The records section start

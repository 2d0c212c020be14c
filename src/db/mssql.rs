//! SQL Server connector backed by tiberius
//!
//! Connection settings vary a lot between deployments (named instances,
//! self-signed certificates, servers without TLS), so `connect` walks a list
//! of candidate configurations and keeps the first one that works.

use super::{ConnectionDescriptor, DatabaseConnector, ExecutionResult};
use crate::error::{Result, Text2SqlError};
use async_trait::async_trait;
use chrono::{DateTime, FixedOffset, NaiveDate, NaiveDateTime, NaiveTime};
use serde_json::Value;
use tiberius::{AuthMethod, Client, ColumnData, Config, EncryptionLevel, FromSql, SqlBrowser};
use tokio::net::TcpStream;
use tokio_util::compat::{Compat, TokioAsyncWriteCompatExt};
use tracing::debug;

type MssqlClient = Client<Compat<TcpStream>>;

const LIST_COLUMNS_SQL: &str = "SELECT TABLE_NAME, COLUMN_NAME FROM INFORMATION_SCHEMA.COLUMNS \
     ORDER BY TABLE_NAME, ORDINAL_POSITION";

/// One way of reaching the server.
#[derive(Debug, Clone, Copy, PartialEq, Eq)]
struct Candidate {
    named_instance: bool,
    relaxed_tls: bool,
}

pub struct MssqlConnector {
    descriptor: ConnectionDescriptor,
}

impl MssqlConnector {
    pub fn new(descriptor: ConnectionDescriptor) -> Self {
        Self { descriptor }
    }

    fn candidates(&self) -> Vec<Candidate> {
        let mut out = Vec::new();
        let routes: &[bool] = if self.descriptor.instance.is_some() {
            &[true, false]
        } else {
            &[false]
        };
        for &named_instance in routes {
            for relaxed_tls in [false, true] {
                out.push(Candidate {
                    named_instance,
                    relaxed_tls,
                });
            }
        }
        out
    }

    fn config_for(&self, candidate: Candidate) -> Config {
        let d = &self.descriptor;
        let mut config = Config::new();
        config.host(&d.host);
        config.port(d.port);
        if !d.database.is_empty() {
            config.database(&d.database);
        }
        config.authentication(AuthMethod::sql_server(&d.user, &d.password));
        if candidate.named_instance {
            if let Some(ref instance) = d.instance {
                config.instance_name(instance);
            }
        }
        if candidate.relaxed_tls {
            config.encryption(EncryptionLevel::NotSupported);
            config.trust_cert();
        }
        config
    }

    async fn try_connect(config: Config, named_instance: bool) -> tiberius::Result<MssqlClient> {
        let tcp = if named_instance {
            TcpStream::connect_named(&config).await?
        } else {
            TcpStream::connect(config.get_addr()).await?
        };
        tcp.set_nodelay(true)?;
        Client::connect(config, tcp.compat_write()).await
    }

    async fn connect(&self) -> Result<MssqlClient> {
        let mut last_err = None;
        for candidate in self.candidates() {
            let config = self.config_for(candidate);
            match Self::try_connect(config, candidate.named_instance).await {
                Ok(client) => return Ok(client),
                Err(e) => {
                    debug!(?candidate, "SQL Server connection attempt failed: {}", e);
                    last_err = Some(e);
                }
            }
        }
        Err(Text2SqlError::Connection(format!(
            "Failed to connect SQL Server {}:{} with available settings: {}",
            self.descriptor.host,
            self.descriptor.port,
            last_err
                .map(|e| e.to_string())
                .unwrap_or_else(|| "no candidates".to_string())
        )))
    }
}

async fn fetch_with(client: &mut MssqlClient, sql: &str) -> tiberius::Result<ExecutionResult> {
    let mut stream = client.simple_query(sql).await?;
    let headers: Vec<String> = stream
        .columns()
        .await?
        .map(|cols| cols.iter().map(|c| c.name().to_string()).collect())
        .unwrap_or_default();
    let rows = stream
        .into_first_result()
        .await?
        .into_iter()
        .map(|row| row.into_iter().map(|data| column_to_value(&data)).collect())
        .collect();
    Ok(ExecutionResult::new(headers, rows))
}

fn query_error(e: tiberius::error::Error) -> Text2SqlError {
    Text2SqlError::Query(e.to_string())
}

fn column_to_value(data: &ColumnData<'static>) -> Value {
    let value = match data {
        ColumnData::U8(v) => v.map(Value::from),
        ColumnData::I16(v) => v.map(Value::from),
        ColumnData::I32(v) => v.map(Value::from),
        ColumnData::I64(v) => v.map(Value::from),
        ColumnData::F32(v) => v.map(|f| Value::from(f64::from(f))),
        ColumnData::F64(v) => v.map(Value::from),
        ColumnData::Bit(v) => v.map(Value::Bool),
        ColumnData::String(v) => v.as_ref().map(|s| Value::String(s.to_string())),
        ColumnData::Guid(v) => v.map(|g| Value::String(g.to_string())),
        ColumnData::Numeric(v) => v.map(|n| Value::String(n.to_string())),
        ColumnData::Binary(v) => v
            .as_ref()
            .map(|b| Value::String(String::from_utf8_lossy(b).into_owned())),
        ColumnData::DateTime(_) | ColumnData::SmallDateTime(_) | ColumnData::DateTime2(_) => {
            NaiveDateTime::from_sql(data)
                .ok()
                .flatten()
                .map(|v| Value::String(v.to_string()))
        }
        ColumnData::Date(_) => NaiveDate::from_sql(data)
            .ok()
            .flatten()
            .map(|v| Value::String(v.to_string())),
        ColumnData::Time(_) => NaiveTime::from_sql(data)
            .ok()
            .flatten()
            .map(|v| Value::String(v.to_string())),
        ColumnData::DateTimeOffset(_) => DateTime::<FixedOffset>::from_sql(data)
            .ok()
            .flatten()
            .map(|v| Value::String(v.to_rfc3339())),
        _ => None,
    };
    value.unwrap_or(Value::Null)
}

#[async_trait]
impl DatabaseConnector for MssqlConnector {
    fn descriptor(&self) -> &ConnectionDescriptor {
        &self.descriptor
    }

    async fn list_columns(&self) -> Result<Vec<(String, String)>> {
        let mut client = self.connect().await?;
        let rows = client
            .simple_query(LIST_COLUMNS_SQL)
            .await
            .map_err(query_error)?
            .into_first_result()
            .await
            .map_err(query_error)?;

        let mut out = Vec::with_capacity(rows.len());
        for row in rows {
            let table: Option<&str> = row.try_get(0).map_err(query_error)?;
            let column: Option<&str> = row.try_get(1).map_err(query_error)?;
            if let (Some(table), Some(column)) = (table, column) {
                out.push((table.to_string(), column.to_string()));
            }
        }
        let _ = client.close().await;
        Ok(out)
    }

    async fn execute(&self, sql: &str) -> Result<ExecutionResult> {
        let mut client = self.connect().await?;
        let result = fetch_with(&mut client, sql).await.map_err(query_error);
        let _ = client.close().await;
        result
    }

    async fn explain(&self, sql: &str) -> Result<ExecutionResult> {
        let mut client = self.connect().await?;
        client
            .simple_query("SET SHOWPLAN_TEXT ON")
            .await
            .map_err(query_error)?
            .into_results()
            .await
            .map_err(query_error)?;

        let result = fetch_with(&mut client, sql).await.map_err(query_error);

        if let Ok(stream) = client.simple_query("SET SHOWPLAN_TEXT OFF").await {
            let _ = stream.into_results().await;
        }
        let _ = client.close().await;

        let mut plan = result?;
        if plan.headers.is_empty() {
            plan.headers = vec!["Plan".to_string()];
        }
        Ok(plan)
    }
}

The records section end

> [Assignment]
Take the line with "let _ = stream.into_results().await;" and every line after it in the data, and please reproduce them exactly, leaving out all other lines.

> [Response to the task]
            let _ = stream.into_results().await;
        }
        let _ = client.close().await;

        let mut plan = result?;
        if plan.headers.is_empty() {
            plan.headers = vec!["Plan".to_string()];
        }
        Ok(plan)
    }
}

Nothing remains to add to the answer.